A better example of misleading “framing” is the tendency of the media to frame certain socio-political events such as a protest or street demonstration or even a pandemic outbreak as being best described in “war” terms, which, somebody thinks, we might understand.
The “war” metaphor is inevitably employed by someone who has never experienced war — but that’s another story.
Referring to the COVID-19 virus as the “enemy” and the fight as a “war,” Trump said: “One day we’ll be standing up here and say: ‘Well, we won.’ ”
Diplomatic relationships between Asian countries are not explained as complex cultural, economic, social and political issues but as a “war.”
“Japan used to beat China routinely in wars,” Trump explained “You know that, right? Japan used to beat China, they routinely beat China.”
Trump further characterized protesters as “professional anarchists, violent mobs, arsonists, looters, criminals, rioters, Antifa and others” with whom his government is “at war.”
Retired U.S. marine general James Mattis, who has personally been involved in an actual “shooting” war or two, sought to clarify and correct this kind of “framing” by saying “we must reject any thinking of our cities as a ‘battlespace’ or that our uniformed military is called upon to ‘dominate.’ ”
But in fact, to frame and oversimplify everyday practices in “war” terms has become more common every day.
Frank Gifford, a Hall of Fame halfback turned broadcaster, once said: “Pro football is like nuclear warfare. There are no winners, only survivors.”
Football, a sports event and, essentially, a game for athletes has the “blitz,” the “bomb,” “blowing away” an opposing team.
Less physical events are also framed in “war” terms.
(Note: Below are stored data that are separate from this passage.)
//! Deterministic local analysis, used when the text-generation service is
//! unreachable or errors out. Computed purely from the structured signals
//! already in hand, so it always succeeds.

use siteline_core::{Category, Level, Recommendation};

use crate::types::{Narrative, NarrativeContext};

/// Category-average monthly revenue, whole rupees.
const fn base_revenue(category: Category) -> i64 {
    match category {
        Category::Cafe => 300_000,
        Category::Restaurant => 500_000,
        Category::Hotel => 1_200_000,
        Category::Hostel => 400_000,
    }
}

/// Category total-addressable-market estimate, whole rupees.
const fn base_tam(category: Category) -> i64 {
    match category {
        Category::Cafe => 50_000_000,
        Category::Restaurant => 80_000_000,
        Category::Hotel => 200_000_000,
        Category::Hostel => 60_000_000,
    }
}

/// Footfall above this contributes no further revenue uplift.
const FOOTFALL_CEILING: i64 = 5_000;

/// Competition level from the competitor count: >5 High, >2 Medium, else Low.
pub(crate) fn competition_level(competitor_count: usize) -> Level {
    if competitor_count > 5 {
        Level::High
    } else if competitor_count > 2 {
        Level::Medium
    } else {
        Level::Low
    }
}

/// Market saturation from nearby-place density.
fn market_saturation(nearby_count: usize) -> Level {
    if nearby_count > 15 {
        Level::High
    } else if nearby_count > 8 {
        Level::Medium
    } else {
        Level::Low
    }
}

/// Viability score: `85 − competitors×5 + min(nearby×2, 20)`, floored at 30
/// and capped at 100.
pub(crate) fn viability_score(competitor_count: usize, nearby_count: usize) -> u8 {
    let competitors = i64::try_from(competitor_count).unwrap_or(i64::MAX / 8);
    let nearby = i64::try_from(nearby_count).unwrap_or(i64::MAX / 8);
    let raw = 85 - competitors * 5 + (nearby * 2).min(20);
    #[allow(clippy::cast_possible_truncation, clippy::cast_sign_loss)]
    let clamped = raw.clamp(30, 100) as u8;
    clamped
}

/// Revenue multiplier in [1.0, 2.0] from the footfall proxy.
fn footfall_multiplier(footfall: i64) -> f64 {
    #[allow(clippy::cast_precision_loss)]
    let capped = footfall.clamp(0, FOOTFALL_CEILING) as f64;
    #[allow(clippy::cast_precision_loss)]
    let ceiling = FOOTFALL_CEILING as f64;
    1.0 + capped / ceiling
}

#[allow(clippy::cast_possible_truncation)]
fn scale(amount: i64, multiplier: f64) -> i64 {
    #[allow(clippy::cast_precision_loss)]
    let scaled = (amount as f64) * multiplier;
    scaled.round() as i64
}

/// Computes the full local narrative for the given context.
pub(crate) fn local_narrative(ctx: &NarrativeContext<'_>) -> Narrative {
    let competitor_count = ctx.competitors.len();
    let competition = competition_level(competitor_count);
    let saturation = market_saturation(ctx.nearby_count);
    let viability = viability_score(competitor_count, ctx.nearby_count);
    let multiplier = footfall_multiplier(ctx.footfall);

    let category = ctx.category;
    let expected_revenue = scale(base_revenue(category), multiplier);
    let average_revenue = base_revenue(category);
    let total_addressable_market = scale(base_tam(category), multiplier);

    let summary = format!(
        "A {category} near {location} faces {competition} competition with {nearby} comparable \
         places in the immediate area and an estimated footfall proxy of {footfall}. \
         Overall viability rates {viability} out of 100.",
        category = category,
        location = ctx.location,
        competition = competition.to_string().to_lowercase(),
        nearby = ctx.nearby_count,
        footfall = ctx.footfall,
        viability = viability,
    );

    let mut strengths = Vec::new();
    if ctx.footfall > 0 {
        strengths.push("Established foot traffic in the surrounding area".to_string());
    }
    if competitor_count <= 2 {
        strengths.push("Few direct competitors within the search radius".to_string());
    }
    if ctx.alternative_count > 0 {
        strengths.push(format!(
            "{} viable alternative sites identified nearby",
            ctx.alternative_count
        ));
    }
    if strengths.is_empty() {
        strengths.push("Unsaturated catchment with room to define the category".to_string());
    }

    let mut weaknesses = Vec::new();
    if competitor_count > 5 {
        weaknesses.push("Crowded market with many established operators".to_string());
    }
    if ctx.footfall == 0 {
        weaknesses.push("No measurable foot-traffic signal for this area".to_string());
    }
    if weaknesses.is_empty() {
        weaknesses.push("Limited third-party data to validate demand".to_string());
    }

    let opportunities = vec![
        format!("Growing urban demand for {category} offerings"),
        "Capture spillover demand from adjacent commercial blocks".to_string(),
    ];

    let mut threats = vec!["Rising commercial rents in prime corridors".to_string()];
    if competitor_count > 2 {
        threats.push("Established players with loyal review bases".to_string());
    }

    let key_insights = vec![
        format!(
            "Footfall proxy of {} derived from nearby review volume",
            ctx.footfall
        ),
        format!(
            "{competitor_count} direct competitors rank in the local top results"
        ),
    ];

    let action_items = vec![
        "Validate rental costs against the projected revenue band".to_string(),
        "Survey the area at peak hours to confirm the footfall proxy".to_string(),
    ];

    Narrative {
        summary,
        strengths,
        weaknesses,
        opportunities,
        threats,
        viability_score: viability,
        competition_level: competition,
        market_saturation: saturation,
        expected_revenue,
        average_revenue,
        total_addressable_market,
        recommendation: Recommendation::from_viability(viability),
        key_insights,
        action_items,
    }
}

#[cfg(test)]
mod tests {
    use super::*;
    use siteline_core::Coordinate;

    fn ctx<'a>(nearby: usize, footfall: i64) -> NarrativeContext<'a> {
        NarrativeContext {
            location: "MG Road, Bangalore",
            category: Category::Cafe,
            coordinates: Coordinate {
                lat: 12.97,
                lng: 77.59,
            },
            nearby_count: nearby,
            competitors: &[],
            footfall,
            alternative_count: 0,
        }
    }

    #[test]
    fn competition_thresholds() {
        assert_eq!(competition_level(0), Level::Low);
        assert_eq!(competition_level(2), Level::Low);
        assert_eq!(competition_level(3), Level::Medium);
        assert_eq!(competition_level(5), Level::Medium);
        assert_eq!(competition_level(6), Level::High);
    }

    #[test]
    fn viability_is_85_with_no_signals() {
        assert_eq!(viability_score(0, 0), 85);
    }

    #[test]
    fn viability_floors_at_30_under_heavy_competition() {
        assert_eq!(viability_score(20, 0), 30);
        assert_eq!(viability_score(50, 3), 30);
    }

    #[test]
    fn viability_caps_nearby_bonus_at_20() {
        assert_eq!(viability_score(0, 10), 100);
        assert_eq!(viability_score(0, 100), 100);
        assert_eq!(viability_score(1, 100), 100);
        assert_eq!(viability_score(2, 100), 95);
    }

    #[test]
    fn viability_matches_reference_scenario() {
        // 3 competitors, 3 nearby: 85 - 15 + 6 = 76.
        assert_eq!(viability_score(3, 3), 76);
    }

    #[test]
    fn footfall_multiplier_bounds() {
        assert!((footfall_multiplier(0) - 1.0).abs() < f64::EPSILON);
        assert!((footfall_multiplier(5_000) - 2.0).abs() < f64::EPSILON);
        assert!((footfall_multiplier(50_000) - 2.0).abs() < f64::EPSILON);
        assert!((footfall_multiplier(2_500) - 1.5).abs() < f64::EPSILON);
    }

    #[test]
    fn narrative_fields_are_always_populated() {
        let narrative = local_narrative(&ctx(0, 0));
        assert!(!narrative.summary.is_empty());
        assert!(!narrative.strengths.is_empty());
        assert!(!narrative.weaknesses.is_empty());
        assert!(!narrative.opportunities.is_empty());
        assert!(!narrative.threats.is_empty());
        assert!(narrative.expected_revenue > 0);
        assert!(narrative.total_addressable_market > 0);
        assert_eq!(narrative.average_revenue, 300_000);
    }

    #[test]
    fn footfall_scales_expected_revenue() {
        let quiet = local_narrative(&ctx(0, 0));
        let busy = local_narrative(&ctx(0, 5_000));
        assert_eq!(quiet.expected_revenue, 300_000);
        assert_eq!(busy.expected_revenue, 600_000);
        assert_eq!(quiet.average_revenue, busy.average_revenue);
    }

    #[test]
    fn high_viability_maps_to_highly_recommended() {
        let narrative = local_narrative(&ctx(3, 200));
        assert_eq!(
            narrative.recommendation,
            Recommendation::from_viability(narrative.viability_score)
        );
    }
}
Union leaders commonly refer to members as being “in the trenches.”
Perhaps the most egregiously misdirected metaphor, which diverted real solutions for years, was “the war on drugs.”
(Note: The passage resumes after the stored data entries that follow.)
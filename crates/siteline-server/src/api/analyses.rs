//! Handlers for creating and fetching analysis reports.

use axum::{
    extract::{Path, State},
    response::IntoResponse,
    Extension, Json,
};
use serde::Deserialize;

use siteline_analysis::{run_site_analysis, AnalysisError};
use siteline_core::Category;
use siteline_maps::MapsError;

use super::{ApiError, ApiResponse, AppState, ResponseMeta};
use crate::middleware::RequestId;

#[derive(Debug, Deserialize)]
pub struct AnalyzeRequest {
    #[serde(default)]
    location: Option<String>,
    #[serde(default)]
    category: Option<String>,
}

/// `POST /api/v1/analyses`: run a fresh analysis.
///
/// Every call mints a new report id; re-running the same address never
/// mutates an existing report. The finished report goes into the in-memory
/// cache and is best-effort persisted: a storage failure is logged, never
/// surfaced, because the caller already holds the result.
pub async fn create_analysis(
    State(state): State<AppState>,
    Extension(req_id): Extension<RequestId>,
    Json(payload): Json<AnalyzeRequest>,
) -> Result<impl IntoResponse, ApiError> {
    let location = payload
        .location
        .as_deref()
        .map(str::trim)
        .filter(|s| !s.is_empty())
        .ok_or_else(|| {
            ApiError::new(req_id.0.clone(), "validation_error", "location is required")
        })?;

    let category: Category = payload
        .category
        .as_deref()
        .map(str::trim)
        .filter(|s| !s.is_empty())
        .ok_or_else(|| {
            ApiError::new(req_id.0.clone(), "validation_error", "category is required")
        })?
        .parse()
        .map_err(|_| {
            ApiError::new(
                req_id.0.clone(),
                "validation_error",
                "category must be one of: cafe, restaurant, hotel, hostel",
            )
        })?;

    let report = run_site_analysis(
        &state.maps,
        state.genai.as_deref(),
        location,
        category,
        state.options,
    )
    .await
    .map_err(|e| match e {
        AnalysisError::Geocode(MapsError::NoResults) => ApiError::new(
            req_id.0.clone(),
            "validation_error",
            "location could not be geocoded",
        ),
        AnalysisError::Geocode(err) => {
            tracing::error!(error = %err, "geocoding upstream failed");
            ApiError::new(
                req_id.0.clone(),
                "upstream_error",
                "geocoding service unavailable",
            )
        }
    })?;

    let shared = state.cache.insert(report);

    if let Err(e) = siteline_db::insert_analysis(&state.pool, &shared).await {
        tracing::warn!(
            report_id = %shared.id,
            error = %e,
            "failed to persist analysis; serving from memory"
        );
    }

    Ok(Json(ApiResponse {
        data: (*shared).clone(),
        meta: ResponseMeta::new(req_id.0),
    }))
}

/// `GET /api/v1/analyses/{id}`: cache first, then the durable store.
///
/// A store read failure is logged and treated as a miss: an unreachable
/// database must produce `not_found`, not an unrelated 500.
pub async fn get_analysis(
    State(state): State<AppState>,
    Extension(req_id): Extension<RequestId>,
    Path(id): Path<String>,
) -> Result<impl IntoResponse, ApiError> {
    if let Some(report) = state.cache.get(&id) {
        return Ok(Json(ApiResponse {
            data: (*report).clone(),
            meta: ResponseMeta::new(req_id.0),
        }));
    }

    match siteline_db::fetch_analysis(&state.pool, &id).await {
        Ok(Some(report)) => Ok(Json(ApiResponse {
            data: report,
            meta: ResponseMeta::new(req_id.0),
        })),
        Ok(None) => Err(ApiError::new(
            req_id.0,
            "not_found",
            "no analysis with that id",
        )),
        Err(e) => {
            tracing::warn!(id = %id, error = %e, "store lookup failed; treating as a miss");
            Err(ApiError::new(
                req_id.0,
                "not_found",
                "no analysis with that id",
            ))
        }
    }
}
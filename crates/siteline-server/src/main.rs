mod api;
mod middleware;

use std::sync::Arc;

use tracing_subscriber::EnvFilter;

use siteline_analysis::{GenAiClient, PipelineOptions, ReportCache};
use siteline_maps::MapsClient;

use crate::api::{build_app, default_rate_limit_state, AppState};

#[tokio::main]
async fn main() -> anyhow::Result<()> {
    dotenvy::dotenv().ok();
    let config = siteline_core::load_app_config()?;
    let env_filter = EnvFilter::try_from_default_env()
        .or_else(|_| EnvFilter::try_new(config.log_level.clone()))?;
    tracing_subscriber::fmt().with_env_filter(env_filter).init();

    let pool_config = siteline_db::PoolConfig::from_app_config(&config);
    let pool = siteline_db::connect_pool(&config.database_url, pool_config).await?;
    siteline_db::run_migrations(&pool).await?;

    let maps = Arc::new(MapsClient::with_base_url(
        &config.maps_api_key,
        config.http_timeout_secs,
        &config.maps_base_url,
    )?);

    let genai = match &config.genai_api_key {
        Some(key) => Some(Arc::new(GenAiClient::with_base_url(
            key,
            &config.genai_model,
            config.http_timeout_secs,
            &config.genai_base_url,
        )?)),
        None => {
            tracing::warn!(
                "SITELINE_GENAI_API_KEY not set; narratives will use the local analysis tier"
            );
            None
        }
    };

    let state = AppState {
        pool,
        maps,
        genai,
        cache: Arc::new(ReportCache::new(config.cache_capacity)),
        options: PipelineOptions {
            nearby_radius_m: config.nearby_radius_m,
            ..PipelineOptions::default()
        },
    };

    let app = build_app(state, default_rate_limit_state());

    tracing::info!(addr = %config.bind_addr, env = %config.env, "starting siteline-server");
    let listener = tokio::net::TcpListener::bind(config.bind_addr).await?;
    axum::serve(listener, app)
        .with_graceful_shutdown(shutdown_signal())
        .await?;
    Ok(())
}

async fn shutdown_signal() {
    let ctrl_c = async {
        tokio::signal::ctrl_c()
            .await
            .expect("failed to listen for ctrl-c");
    };

    #[cfg(unix)]
    let terminate = async {
        tokio::signal::unix::signal(tokio::signal::unix::SignalKind::terminate())
            .expect("failed to install signal handler")
            .recv()
            .await;
    };

    #[cfg(not(unix))]
    let terminate = std::future::pending::<()>();

    tokio::select! {
        () = ctrl_c => {},
        () = terminate => {},
    }

    tracing::info!("received shutdown signal, starting graceful shutdown");
}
In describing intellectual debate, the underlying metaphor, according to Lakoff, is often that an argument is not a coherent series of reasons, statements, or facts intended to support or establish a point of view, but is “war,” i.e., “he won the argument,” “his points were right on target” and “we wiped them out.”
So here is where education in 2020 has new responsibilities — helping students distinguish between “frames” of thinking intended to persuade or mislead and frames intended to clarify meaning and the truth of the matter.
In his influential 2004 book Don’t Think of an Elephant, Lakoff proposes that “frames are mental structures that shape the way we see the world.” They shape the goals we seek, he says, the plans we make, the way we act, and what counts as the outcome of our actions.
This is getting a little closer to what could become the basis for a current events senior high school course in Politics and the Media.
New material everyday could focus on Lakoff’s notion that when we successfully reframe public discourse as based on fact, not metaphor, we change the way we see the world and develop understandings of current events within a framework of verifiable explanation.
That alone would be a major change for today’s kids in how they view the world.